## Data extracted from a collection
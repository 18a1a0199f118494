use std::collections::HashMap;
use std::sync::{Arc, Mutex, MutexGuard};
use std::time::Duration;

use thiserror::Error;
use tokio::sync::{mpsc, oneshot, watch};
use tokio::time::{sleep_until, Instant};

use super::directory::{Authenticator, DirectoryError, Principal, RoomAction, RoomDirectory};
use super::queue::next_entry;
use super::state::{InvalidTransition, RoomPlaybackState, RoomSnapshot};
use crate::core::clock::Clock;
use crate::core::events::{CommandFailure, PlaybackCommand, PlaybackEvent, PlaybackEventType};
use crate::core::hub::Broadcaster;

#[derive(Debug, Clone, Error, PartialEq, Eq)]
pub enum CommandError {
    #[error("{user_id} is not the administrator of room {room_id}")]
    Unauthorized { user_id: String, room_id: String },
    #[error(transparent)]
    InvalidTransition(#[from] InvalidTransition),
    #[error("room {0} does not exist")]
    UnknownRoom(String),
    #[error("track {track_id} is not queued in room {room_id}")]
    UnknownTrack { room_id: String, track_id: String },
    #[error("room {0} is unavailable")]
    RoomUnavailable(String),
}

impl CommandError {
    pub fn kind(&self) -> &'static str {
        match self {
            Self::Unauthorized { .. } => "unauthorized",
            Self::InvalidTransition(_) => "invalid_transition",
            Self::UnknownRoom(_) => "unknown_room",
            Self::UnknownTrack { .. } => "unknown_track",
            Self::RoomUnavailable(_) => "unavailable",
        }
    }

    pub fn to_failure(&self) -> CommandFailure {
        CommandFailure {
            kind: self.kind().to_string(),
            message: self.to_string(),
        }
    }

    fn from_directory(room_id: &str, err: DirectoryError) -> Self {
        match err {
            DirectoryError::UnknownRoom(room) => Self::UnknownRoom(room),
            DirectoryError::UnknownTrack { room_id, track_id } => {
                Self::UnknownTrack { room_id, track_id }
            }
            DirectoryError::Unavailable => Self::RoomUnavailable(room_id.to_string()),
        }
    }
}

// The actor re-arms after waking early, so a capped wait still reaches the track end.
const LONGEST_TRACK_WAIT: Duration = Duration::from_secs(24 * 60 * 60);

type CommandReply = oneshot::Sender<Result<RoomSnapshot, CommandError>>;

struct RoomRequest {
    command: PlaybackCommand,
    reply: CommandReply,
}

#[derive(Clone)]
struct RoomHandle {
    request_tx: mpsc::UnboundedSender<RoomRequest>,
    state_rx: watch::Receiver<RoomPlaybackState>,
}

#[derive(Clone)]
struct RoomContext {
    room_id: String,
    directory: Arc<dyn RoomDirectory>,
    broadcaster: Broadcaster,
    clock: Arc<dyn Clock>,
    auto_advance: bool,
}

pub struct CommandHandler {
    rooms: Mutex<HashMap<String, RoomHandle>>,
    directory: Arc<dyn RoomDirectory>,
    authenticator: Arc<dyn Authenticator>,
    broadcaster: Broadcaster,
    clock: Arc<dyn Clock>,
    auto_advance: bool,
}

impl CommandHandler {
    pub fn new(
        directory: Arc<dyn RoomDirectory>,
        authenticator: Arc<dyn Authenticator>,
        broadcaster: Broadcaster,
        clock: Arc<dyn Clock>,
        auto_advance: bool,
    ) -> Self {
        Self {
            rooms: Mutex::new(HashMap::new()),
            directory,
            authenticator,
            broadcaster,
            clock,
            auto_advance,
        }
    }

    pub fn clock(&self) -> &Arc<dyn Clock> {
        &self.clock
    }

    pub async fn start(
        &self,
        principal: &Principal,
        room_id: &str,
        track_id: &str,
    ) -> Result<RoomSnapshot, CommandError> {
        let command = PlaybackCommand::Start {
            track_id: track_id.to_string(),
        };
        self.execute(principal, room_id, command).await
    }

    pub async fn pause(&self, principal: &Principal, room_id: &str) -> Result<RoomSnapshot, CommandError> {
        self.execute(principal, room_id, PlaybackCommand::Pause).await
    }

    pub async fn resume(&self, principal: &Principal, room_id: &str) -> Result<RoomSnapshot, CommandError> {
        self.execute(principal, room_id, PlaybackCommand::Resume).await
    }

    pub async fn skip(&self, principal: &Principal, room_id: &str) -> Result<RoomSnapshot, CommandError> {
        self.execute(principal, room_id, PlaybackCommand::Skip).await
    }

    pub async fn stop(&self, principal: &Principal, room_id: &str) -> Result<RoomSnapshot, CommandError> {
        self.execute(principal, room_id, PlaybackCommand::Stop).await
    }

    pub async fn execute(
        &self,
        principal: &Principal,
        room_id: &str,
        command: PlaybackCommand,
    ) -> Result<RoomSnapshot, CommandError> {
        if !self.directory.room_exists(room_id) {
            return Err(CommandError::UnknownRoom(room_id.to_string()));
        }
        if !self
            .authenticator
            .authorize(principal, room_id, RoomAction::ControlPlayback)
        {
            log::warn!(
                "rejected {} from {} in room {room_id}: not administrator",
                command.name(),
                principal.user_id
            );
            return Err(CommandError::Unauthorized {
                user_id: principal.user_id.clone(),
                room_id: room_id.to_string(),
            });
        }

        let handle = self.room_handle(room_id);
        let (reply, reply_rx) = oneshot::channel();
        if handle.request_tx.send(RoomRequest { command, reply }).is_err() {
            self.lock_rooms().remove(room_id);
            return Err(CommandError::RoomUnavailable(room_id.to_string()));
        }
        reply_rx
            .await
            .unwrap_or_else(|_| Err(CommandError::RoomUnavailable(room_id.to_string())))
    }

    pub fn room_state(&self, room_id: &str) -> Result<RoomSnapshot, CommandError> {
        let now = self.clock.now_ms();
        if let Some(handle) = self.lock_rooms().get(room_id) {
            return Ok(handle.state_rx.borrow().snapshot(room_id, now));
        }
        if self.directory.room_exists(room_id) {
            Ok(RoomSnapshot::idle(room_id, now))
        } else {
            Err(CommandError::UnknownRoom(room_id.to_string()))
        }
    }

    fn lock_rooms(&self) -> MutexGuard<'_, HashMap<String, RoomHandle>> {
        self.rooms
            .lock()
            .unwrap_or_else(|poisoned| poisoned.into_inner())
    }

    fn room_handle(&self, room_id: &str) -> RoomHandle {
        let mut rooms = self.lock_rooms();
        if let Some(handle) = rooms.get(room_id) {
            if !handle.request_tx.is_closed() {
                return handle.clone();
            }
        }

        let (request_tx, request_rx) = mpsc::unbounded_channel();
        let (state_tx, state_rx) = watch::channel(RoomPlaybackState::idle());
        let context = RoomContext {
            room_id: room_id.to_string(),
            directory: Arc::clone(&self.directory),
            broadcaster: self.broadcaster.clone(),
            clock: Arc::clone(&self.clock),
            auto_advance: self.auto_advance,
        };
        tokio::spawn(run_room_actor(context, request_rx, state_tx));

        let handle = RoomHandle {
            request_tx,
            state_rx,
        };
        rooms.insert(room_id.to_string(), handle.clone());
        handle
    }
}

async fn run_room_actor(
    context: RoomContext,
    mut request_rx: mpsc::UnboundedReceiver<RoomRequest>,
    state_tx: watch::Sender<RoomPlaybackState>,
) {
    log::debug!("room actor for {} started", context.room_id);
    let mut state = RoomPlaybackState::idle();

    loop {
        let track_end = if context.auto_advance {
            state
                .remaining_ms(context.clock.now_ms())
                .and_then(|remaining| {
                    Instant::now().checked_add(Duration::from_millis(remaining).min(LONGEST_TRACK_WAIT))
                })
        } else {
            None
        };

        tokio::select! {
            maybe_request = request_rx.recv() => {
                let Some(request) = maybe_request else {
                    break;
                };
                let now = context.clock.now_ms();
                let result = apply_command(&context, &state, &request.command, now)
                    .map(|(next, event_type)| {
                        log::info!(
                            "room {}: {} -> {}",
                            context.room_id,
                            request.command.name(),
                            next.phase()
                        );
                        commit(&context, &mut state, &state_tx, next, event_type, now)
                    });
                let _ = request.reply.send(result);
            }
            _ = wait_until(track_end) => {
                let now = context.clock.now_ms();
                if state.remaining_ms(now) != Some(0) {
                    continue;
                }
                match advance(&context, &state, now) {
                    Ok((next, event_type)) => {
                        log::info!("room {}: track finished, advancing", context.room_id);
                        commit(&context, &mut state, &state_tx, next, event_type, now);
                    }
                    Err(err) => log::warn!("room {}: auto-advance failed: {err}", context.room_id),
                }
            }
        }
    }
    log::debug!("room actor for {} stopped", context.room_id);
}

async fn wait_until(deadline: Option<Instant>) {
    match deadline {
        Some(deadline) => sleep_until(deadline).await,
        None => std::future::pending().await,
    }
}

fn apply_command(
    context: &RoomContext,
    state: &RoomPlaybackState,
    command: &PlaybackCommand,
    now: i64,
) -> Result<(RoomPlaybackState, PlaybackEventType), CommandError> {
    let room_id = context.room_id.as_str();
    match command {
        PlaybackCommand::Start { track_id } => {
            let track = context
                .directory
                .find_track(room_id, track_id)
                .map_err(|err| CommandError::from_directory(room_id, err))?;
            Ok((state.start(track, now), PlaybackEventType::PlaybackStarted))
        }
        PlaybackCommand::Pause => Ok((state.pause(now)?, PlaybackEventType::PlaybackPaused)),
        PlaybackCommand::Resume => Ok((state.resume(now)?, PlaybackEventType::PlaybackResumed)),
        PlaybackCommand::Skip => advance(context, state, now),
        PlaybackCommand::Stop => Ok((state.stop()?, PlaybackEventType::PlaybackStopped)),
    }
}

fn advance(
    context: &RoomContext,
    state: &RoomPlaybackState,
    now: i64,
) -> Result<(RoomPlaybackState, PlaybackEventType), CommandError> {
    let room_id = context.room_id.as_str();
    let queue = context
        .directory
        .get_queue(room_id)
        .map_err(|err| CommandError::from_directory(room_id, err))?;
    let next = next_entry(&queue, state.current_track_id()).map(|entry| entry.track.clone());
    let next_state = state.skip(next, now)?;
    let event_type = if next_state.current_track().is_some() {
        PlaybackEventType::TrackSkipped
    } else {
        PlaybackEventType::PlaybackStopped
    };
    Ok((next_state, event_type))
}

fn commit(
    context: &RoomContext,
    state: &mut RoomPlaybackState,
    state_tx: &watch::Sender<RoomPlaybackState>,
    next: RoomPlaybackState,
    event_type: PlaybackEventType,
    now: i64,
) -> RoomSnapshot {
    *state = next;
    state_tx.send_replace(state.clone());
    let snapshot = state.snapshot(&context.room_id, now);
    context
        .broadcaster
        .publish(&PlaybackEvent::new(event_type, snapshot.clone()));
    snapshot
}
* * *
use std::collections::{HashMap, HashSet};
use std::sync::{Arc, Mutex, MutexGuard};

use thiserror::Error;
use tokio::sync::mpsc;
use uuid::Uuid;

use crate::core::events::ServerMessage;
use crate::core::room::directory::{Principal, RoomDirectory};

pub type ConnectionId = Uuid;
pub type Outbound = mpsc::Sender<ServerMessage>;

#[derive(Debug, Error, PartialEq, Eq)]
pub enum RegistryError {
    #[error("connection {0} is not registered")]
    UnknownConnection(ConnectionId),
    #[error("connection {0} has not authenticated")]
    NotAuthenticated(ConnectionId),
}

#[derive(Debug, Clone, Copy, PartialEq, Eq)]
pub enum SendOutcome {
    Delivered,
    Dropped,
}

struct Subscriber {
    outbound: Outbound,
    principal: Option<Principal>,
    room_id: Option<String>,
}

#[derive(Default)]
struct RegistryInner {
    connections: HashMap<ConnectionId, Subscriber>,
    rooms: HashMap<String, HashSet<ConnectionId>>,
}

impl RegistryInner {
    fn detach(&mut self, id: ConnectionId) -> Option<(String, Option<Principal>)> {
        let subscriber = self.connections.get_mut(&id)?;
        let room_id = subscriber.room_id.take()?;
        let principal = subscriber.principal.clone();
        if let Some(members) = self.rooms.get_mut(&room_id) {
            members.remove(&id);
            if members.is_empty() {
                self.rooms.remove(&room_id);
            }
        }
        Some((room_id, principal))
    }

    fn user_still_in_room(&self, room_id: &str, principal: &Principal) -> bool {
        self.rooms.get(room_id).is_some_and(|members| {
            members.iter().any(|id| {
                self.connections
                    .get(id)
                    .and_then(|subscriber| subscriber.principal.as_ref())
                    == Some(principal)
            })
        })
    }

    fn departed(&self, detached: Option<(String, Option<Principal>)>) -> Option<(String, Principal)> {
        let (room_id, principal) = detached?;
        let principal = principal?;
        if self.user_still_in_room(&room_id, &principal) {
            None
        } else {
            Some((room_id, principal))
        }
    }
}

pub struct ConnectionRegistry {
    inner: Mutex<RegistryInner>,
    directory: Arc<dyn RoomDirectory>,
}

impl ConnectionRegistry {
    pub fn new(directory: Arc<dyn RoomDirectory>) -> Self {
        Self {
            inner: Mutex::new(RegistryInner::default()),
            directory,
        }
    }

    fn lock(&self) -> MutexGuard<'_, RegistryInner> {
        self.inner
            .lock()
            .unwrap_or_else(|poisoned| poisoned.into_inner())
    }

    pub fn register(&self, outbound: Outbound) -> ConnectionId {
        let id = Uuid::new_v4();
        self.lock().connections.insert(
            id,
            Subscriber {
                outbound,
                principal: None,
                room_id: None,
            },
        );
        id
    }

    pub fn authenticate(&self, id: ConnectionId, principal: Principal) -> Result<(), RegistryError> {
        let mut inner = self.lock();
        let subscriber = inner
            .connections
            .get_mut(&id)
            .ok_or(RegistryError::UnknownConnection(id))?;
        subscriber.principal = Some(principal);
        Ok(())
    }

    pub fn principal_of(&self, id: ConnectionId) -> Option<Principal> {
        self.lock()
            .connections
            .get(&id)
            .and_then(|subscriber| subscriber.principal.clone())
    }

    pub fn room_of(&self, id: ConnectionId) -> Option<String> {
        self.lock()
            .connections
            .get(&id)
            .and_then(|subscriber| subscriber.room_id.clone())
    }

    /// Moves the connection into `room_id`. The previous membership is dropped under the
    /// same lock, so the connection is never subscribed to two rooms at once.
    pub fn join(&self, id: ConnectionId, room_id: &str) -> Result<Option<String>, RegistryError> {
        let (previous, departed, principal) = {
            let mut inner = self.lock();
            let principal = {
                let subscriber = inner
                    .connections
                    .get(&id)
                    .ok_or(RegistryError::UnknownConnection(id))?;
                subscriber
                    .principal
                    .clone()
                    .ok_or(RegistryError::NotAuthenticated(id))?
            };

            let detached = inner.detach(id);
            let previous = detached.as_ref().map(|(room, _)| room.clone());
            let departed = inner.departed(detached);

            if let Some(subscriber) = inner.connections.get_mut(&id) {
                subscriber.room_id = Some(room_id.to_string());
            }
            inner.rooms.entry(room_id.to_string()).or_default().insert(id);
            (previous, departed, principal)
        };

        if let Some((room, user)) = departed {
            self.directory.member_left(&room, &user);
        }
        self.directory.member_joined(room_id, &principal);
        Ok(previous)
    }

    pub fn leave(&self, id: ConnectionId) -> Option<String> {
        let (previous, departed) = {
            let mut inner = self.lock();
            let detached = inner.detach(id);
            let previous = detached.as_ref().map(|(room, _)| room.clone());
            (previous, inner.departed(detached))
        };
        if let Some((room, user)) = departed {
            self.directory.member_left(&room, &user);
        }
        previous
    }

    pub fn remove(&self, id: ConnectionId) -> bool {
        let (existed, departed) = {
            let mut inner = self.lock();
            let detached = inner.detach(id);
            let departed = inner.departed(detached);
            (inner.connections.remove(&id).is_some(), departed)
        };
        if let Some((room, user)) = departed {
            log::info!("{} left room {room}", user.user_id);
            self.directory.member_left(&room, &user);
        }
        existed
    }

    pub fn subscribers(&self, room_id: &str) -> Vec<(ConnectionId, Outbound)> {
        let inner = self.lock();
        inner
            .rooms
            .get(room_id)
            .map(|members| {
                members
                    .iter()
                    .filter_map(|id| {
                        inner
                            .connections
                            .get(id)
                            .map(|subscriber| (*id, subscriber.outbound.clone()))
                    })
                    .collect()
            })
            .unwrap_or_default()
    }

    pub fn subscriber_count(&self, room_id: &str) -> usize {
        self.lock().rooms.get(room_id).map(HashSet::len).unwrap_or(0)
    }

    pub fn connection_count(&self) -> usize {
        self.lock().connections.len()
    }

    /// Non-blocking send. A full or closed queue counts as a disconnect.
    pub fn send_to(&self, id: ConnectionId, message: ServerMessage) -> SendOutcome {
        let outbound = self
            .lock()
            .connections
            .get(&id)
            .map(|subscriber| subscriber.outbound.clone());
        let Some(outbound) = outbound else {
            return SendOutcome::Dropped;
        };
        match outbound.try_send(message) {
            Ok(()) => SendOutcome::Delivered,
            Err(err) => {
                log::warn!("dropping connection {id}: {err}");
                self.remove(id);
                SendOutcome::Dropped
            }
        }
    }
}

## PROBLEM STATEMENT
Please say how many lines in the records above contain the word "collections". Give the number alone.

## WRITTEN ANSWER
2